Nos últimos 26 anos, o Brasil viveu uma alternância de avanços e retrocessos no campo econômico e social. Em diversos momentos, políticas implementadas geraram resultados positivos, mas em outras ocasiões houve estagnação ou piora em áreas-chave.

A análise reúne avaliações de economistas sobre o período desde a criação do Valor como referência. Há reconhecimento de ganhos em algumas frentes, como instrumentos de política econômica, educação ou assistência social, concomitantemente a desafios persistentes.
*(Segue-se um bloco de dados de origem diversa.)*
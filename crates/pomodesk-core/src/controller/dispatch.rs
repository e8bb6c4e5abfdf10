//! The mode transition function.
//!
//! `dispatch` interprets one input event in the current mode and returns the
//! resulting transition. Events are delivered by [`AppController::tick`] in
//! priority order, but tests may feed them directly with a synthetic clock.

use serde::{Deserialize, Serialize};

use super::{AppController, AppMode, Effect, ModeState, Screen, SettingsDraft};
use crate::devices::{Button, Cue, IdleTab, LightScene};
use crate::events::Event;
use crate::gambling::GamblingChoice;
use crate::gesture::Gesture;
use crate::timer::PomodoroState;

/// One classified input, ready for the transition function.
#[derive(Debug, Clone, Copy, PartialEq, Eq, Serialize, Deserialize)]
#[serde(tag = "event", rename_all = "snake_case")]
pub enum InputEvent {
    Chord,
    Press { button: Button },
    DoubleClick,
    /// Secondary single click released after its double-click window.
    DeferredClick,
    Shake,
    TimerFinished,
    PresenceWindow { within_range: bool },
}

impl From<Gesture> for InputEvent {
    fn from(gesture: Gesture) -> Self {
        match gesture {
            Gesture::Chord => InputEvent::Chord,
            Gesture::Press(button) => InputEvent::Press { button },
            Gesture::DoubleClick => InputEvent::DoubleClick,
            Gesture::DeferredClick => InputEvent::DeferredClick,
        }
    }
}

/// Outcome of one dispatched event.
#[derive(Debug, Clone, PartialEq, Serialize, Deserialize)]
pub struct Transition {
    pub from: AppMode,
    pub to: AppMode,
    /// False when the event meant nothing in the current mode.
    pub consumed: bool,
    pub effects: Vec<Effect>,
    /// Timer lifecycle events caused by this transition.
    pub events: Vec<Event>,
}

impl Transition {
    pub(crate) fn new(from: AppMode) -> Self {
        Self {
            from,
            to: from,
            consumed: true,
            effects: Vec::new(),
            events: Vec::new(),
        }
    }

    fn ignored(&mut self) {
        self.consumed = false;
    }

    fn record(&mut self, event: Option<Event>) {
        self.events.extend(event);
    }

    pub fn changed_mode(&self) -> bool {
        self.from != self.to
    }
}

impl AppController {
    /// Interpret `event` at `now_ms` and apply it to the sub-machines.
    ///
    /// The returned effects are not yet delivered to the display or feedback
    /// sinks; [`AppController::tick`] does that.
    pub fn dispatch(&mut self, event: InputEvent, now_ms: u64) -> Transition {
        let mut t = Transition::new(self.mode());
        match event {
            InputEvent::Chord => self.on_chord(now_ms, &mut t),
            InputEvent::Press {
                button: Button::Primary,
            } => self.on_primary(now_ms, &mut t),
            InputEvent::Press {
                button: Button::Secondary,
            }
            | InputEvent::DeferredClick => self.on_secondary(now_ms, &mut t),
            InputEvent::DoubleClick => self.on_double_click(now_ms, &mut t),
            InputEvent::Shake => self.on_shake(now_ms, &mut t),
            InputEvent::TimerFinished => self.on_timer_finished(now_ms, &mut t),
            InputEvent::PresenceWindow { within_range } => {
                self.on_presence_window(within_range, now_ms, &mut t)
            }
        }
        t.to = self.mode();
        if t.changed_mode() {
            tracing::info!(from = ?t.from, to = ?t.to, ?event, "mode changed");
        } else if !t.consumed {
            tracing::debug!(mode = ?t.from, ?event, "event ignored");
        }
        t
    }

    // ── Handlers ─────────────────────────────────────────────────────

    fn on_chord(&mut self, now_ms: u64, t: &mut Transition) {
        match self.mode {
            ModeState::Settings(draft) if draft.require_release => t.ignored(),
            ModeState::Settings(draft) => self.confirm_settings(draft, now_ms, t),
            ModeState::MenuBrowse | ModeState::Gambling => self.exit_special_mode(now_ms, t),
            ModeState::Normal => {
                if self.timer.state() == PomodoroState::Idle
                    && now_ms >= self.settings_reentry_block_until
                {
                    self.enter_settings(t);
                } else {
                    t.ignored();
                }
            }
        }
    }

    fn on_primary(&mut self, now_ms: u64, t: &mut Transition) {
        match self.mode {
            ModeState::Settings(draft) => {
                let step = self.config.settings.step_minutes;
                self.adjust_settings(draft, -i64::from(step), t);
            }
            ModeState::Gambling => self.resolve_gamble(GamblingChoice::Red, t, now_ms),
            ModeState::MenuBrowse => {
                if self.cursor.prev() {
                    self.show(t, self.menu_screen());
                }
            }
            ModeState::Normal => match self.timer.state() {
                PomodoroState::Idle => self.start_session(now_ms, t),
                PomodoroState::Paused => {
                    t.record(self.timer.resume(now_ms));
                    self.user_lost = false;
                    self.show(t, self.normal_screen());
                }
                _ => {
                    t.record(self.timer.pause(now_ms));
                    self.show(t, self.normal_screen());
                }
            },
        }
    }

    fn on_secondary(&mut self, now_ms: u64, t: &mut Transition) {
        match self.mode {
            ModeState::Settings(draft) => {
                let step = self.config.settings.step_minutes;
                self.adjust_settings(draft, i64::from(step), t);
            }
            ModeState::Gambling => self.resolve_gamble(GamblingChoice::Black, t, now_ms),
            ModeState::MenuBrowse => {
                if self.cursor.next() {
                    self.show(t, self.menu_screen());
                }
            }
            ModeState::Normal if self.timer.state() == PomodoroState::Idle => {
                self.selected_tab = self.selected_tab.toggled();
                tracing::debug!(tab = ?self.selected_tab, "idle tab toggled");
                self.show(t, self.normal_screen());
            }
            ModeState::Normal => {
                t.record(self.timer.reset(now_ms));
                self.user_lost = false;
                t.effects.push(Effect::Lights(LightScene::Off));
                self.show(t, self.normal_screen());
            }
        }
    }

    fn on_double_click(&mut self, now_ms: u64, t: &mut Transition) {
        if self.double_click_eligible(now_ms) {
            self.enter_settings(t);
        } else {
            t.ignored();
        }
    }

    fn on_shake(&mut self, now_ms: u64, t: &mut Transition) {
        if matches!(self.mode, ModeState::Settings(_)) {
            t.ignored();
            return;
        }
        if !self.shake_cooldown_elapsed(now_ms) {
            tracing::debug!(at = now_ms, "shake ignored during cooldown");
            t.ignored();
            return;
        }
        match self.mode {
            ModeState::Normal => {
                let total = self.devices.menu.item_count();
                self.cursor.reset(total);
                self.mode = ModeState::MenuBrowse;
                self.last_shake_ms = Some(now_ms);
                self.gestures.cancel_pending_click();
                t.effects.push(Effect::Cue(Cue::Shaken));
                self.show(t, self.menu_screen());
            }
            ModeState::MenuBrowse if !self.gambling.choice_pending() => {
                self.gambling.start();
                self.mode = ModeState::Gambling;
                self.last_shake_ms = Some(now_ms);
                self.show(t, Screen::GamblingIntro);
            }
            _ => t.ignored(),
        }
    }

    fn on_timer_finished(&mut self, now_ms: u64, t: &mut Transition) {
        self.user_lost = false;
        t.effects.push(Effect::Cue(Cue::Happy));
        t.effects.push(Effect::Lights(LightScene::Off));
        let completed = self.timer.completed_work_sessions();
        let hold = self.config.timing.finished_screen_ms;
        self.show_held(t, Screen::Finished { completed }, now_ms, hold);
    }

    fn on_presence_window(&mut self, within_range: bool, now_ms: u64, t: &mut Transition) {
        let monitored = matches!(self.timer.state(), PomodoroState::Work | PomodoroState::Paused);
        if self.mode != ModeState::Normal || !monitored {
            t.ignored();
            return;
        }
        match (within_range, self.user_lost) {
            (false, false) => {
                tracing::info!("user out of range, pausing");
                self.user_lost = true;
                t.record(self.timer.pause(now_ms));
                t.effects.push(Effect::Cue(Cue::Sad));
                t.effects.push(Effect::Cue(Cue::Lost));
                self.show(t, self.normal_screen());
            }
            (true, true) => {
                tracing::info!("user back in range, resuming");
                self.user_lost = false;
                t.effects.push(Effect::Cue(Cue::Returned));
                t.record(self.timer.resume(now_ms));
                t.effects.push(Effect::Cue(Cue::Happy));
                self.show(t, self.normal_screen());
            }
            _ => t.ignored(),
        }
    }

    // ── Mode changes ─────────────────────────────────────────────────

    fn enter_settings(&mut self, t: &mut Transition) {
        let tab = self.selected_tab;
        let secs = match tab {
            IdleTab::Work => self.timer.work_duration_secs(),
            IdleTab::Break => self.timer.short_break_duration_secs(),
        };
        let minutes = u32::try_from(secs / 60).unwrap_or(u32::MAX);
        self.mode = ModeState::Settings(SettingsDraft {
            tab,
            minutes,
            require_release: true,
        });
        self.gestures.cancel_pending_click();
        self.show(t, Screen::Settings { tab, minutes });
    }

    fn adjust_settings(&mut self, draft: SettingsDraft, delta: i64, t: &mut Transition) {
        let s = &self.config.settings;
        let (min, max) = match draft.tab {
            IdleTab::Work => (s.work_min_minutes, s.work_max_minutes),
            IdleTab::Break => (s.break_min_minutes, s.break_max_minutes),
        };
        let proposed = i64::from(draft.minutes) + delta;
        let minutes = if proposed > i64::from(max) {
            min
        } else if proposed < i64::from(min) {
            max
        } else {
            // within [min, max], so it fits
            u32::try_from(proposed).unwrap_or(min)
        };
        tracing::debug!(tab = ?draft.tab, minutes, "settings adjusted");
        self.mode = ModeState::Settings(SettingsDraft { minutes, ..draft });
        self.show(
            t,
            Screen::Settings {
                tab: draft.tab,
                minutes,
            },
        );
    }

    fn confirm_settings(&mut self, draft: SettingsDraft, now_ms: u64, t: &mut Transition) {
        let secs = u64::from(draft.minutes) * 60;
        let saved = match draft.tab {
            IdleTab::Work => self.timer.set_work_duration(secs),
            IdleTab::Break => self.timer.set_short_break_duration(secs),
        };
        match saved {
            Ok(()) => tracing::info!(tab = ?draft.tab, minutes = draft.minutes, "settings saved"),
            Err(e) => tracing::warn!(error = %e, "settings rejected, keeping previous duration"),
        }
        self.selected_tab = draft.tab;
        self.mode = ModeState::Normal;
        self.gestures.cancel_pending_click();
        self.settings_reentry_block_until =
            now_ms.saturating_add(self.config.timing.settings_reentry_cooldown_ms);
        self.show(t, self.normal_screen());
    }

    fn exit_special_mode(&mut self, now_ms: u64, t: &mut Transition) {
        if self.mode == ModeState::Gambling {
            self.gambling.cancel();
        }
        self.mode = ModeState::Normal;
        self.settings_reentry_block_until =
            now_ms.saturating_add(self.config.timing.settings_reentry_cooldown_ms);
        self.gestures.cancel_pending_click();
        if self.shake_flag.take() {
            tracing::debug!("stale shake dropped on mode exit");
        }
        self.last_shake_ms = Some(now_ms);
        self.show(t, self.normal_screen());
    }

    fn start_session(&mut self, now_ms: u64, t: &mut Transition) {
        match self.selected_tab {
            IdleTab::Work => {
                t.record(self.timer.start_work(now_ms));
                let baseline = self.devices.presence.sample_once();
                self.presence.record_baseline(baseline);
                self.presence.restart();
                self.user_lost = false;
                self.last_presence_sample_ms = Some(now_ms);
                t.effects.push(Effect::Lights(LightScene::Work));
            }
            IdleTab::Break => {
                t.record(self.timer.start_break(now_ms));
                t.effects.push(Effect::Lights(LightScene::Break));
            }
        }
        self.show(t, self.normal_screen());
    }

    fn resolve_gamble(&mut self, choice: GamblingChoice, t: &mut Transition, now_ms: u64) {
        let Some(win) = self.gambling.register_choice(choice) else {
            t.ignored();
            return;
        };
        self.mode = ModeState::MenuBrowse;
        let hold = self.config.timing.gambling_result_ms;
        self.show_held(t, Screen::GamblingResult { choice, win }, now_ms, hold);
        t.effects
            .push(Effect::Cue(if win { Cue::Win } else { Cue::Lose }));
    }
}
Ao longo do tempo, a trajetória econômica brasileira foi marcada por mudanças de ritmo e de prioridade. O quadro hoje é visto como um mix de progresso relativo e de fragilidades estruturais que limitam o desempenho agregado.

Desempenho de políticas econômicas

Especialistas apontam avanços em determinadas políticas públicas, mas destacam que muitos resultados dependem de volatilidades externas e de escolhas fiscais. A previsibilidade orçamentária ainda é objeto de debate entre pesquisadores e gestores.

Cenário institucional e valutação de longo prazo

Analistas destacam impactos de reformas institucionais e de impactos sociais distribuídos de forma desigual. A leitura comum é de que as conquistas coexistem com entraves que comprometem a continuidade de ganhos consistentes.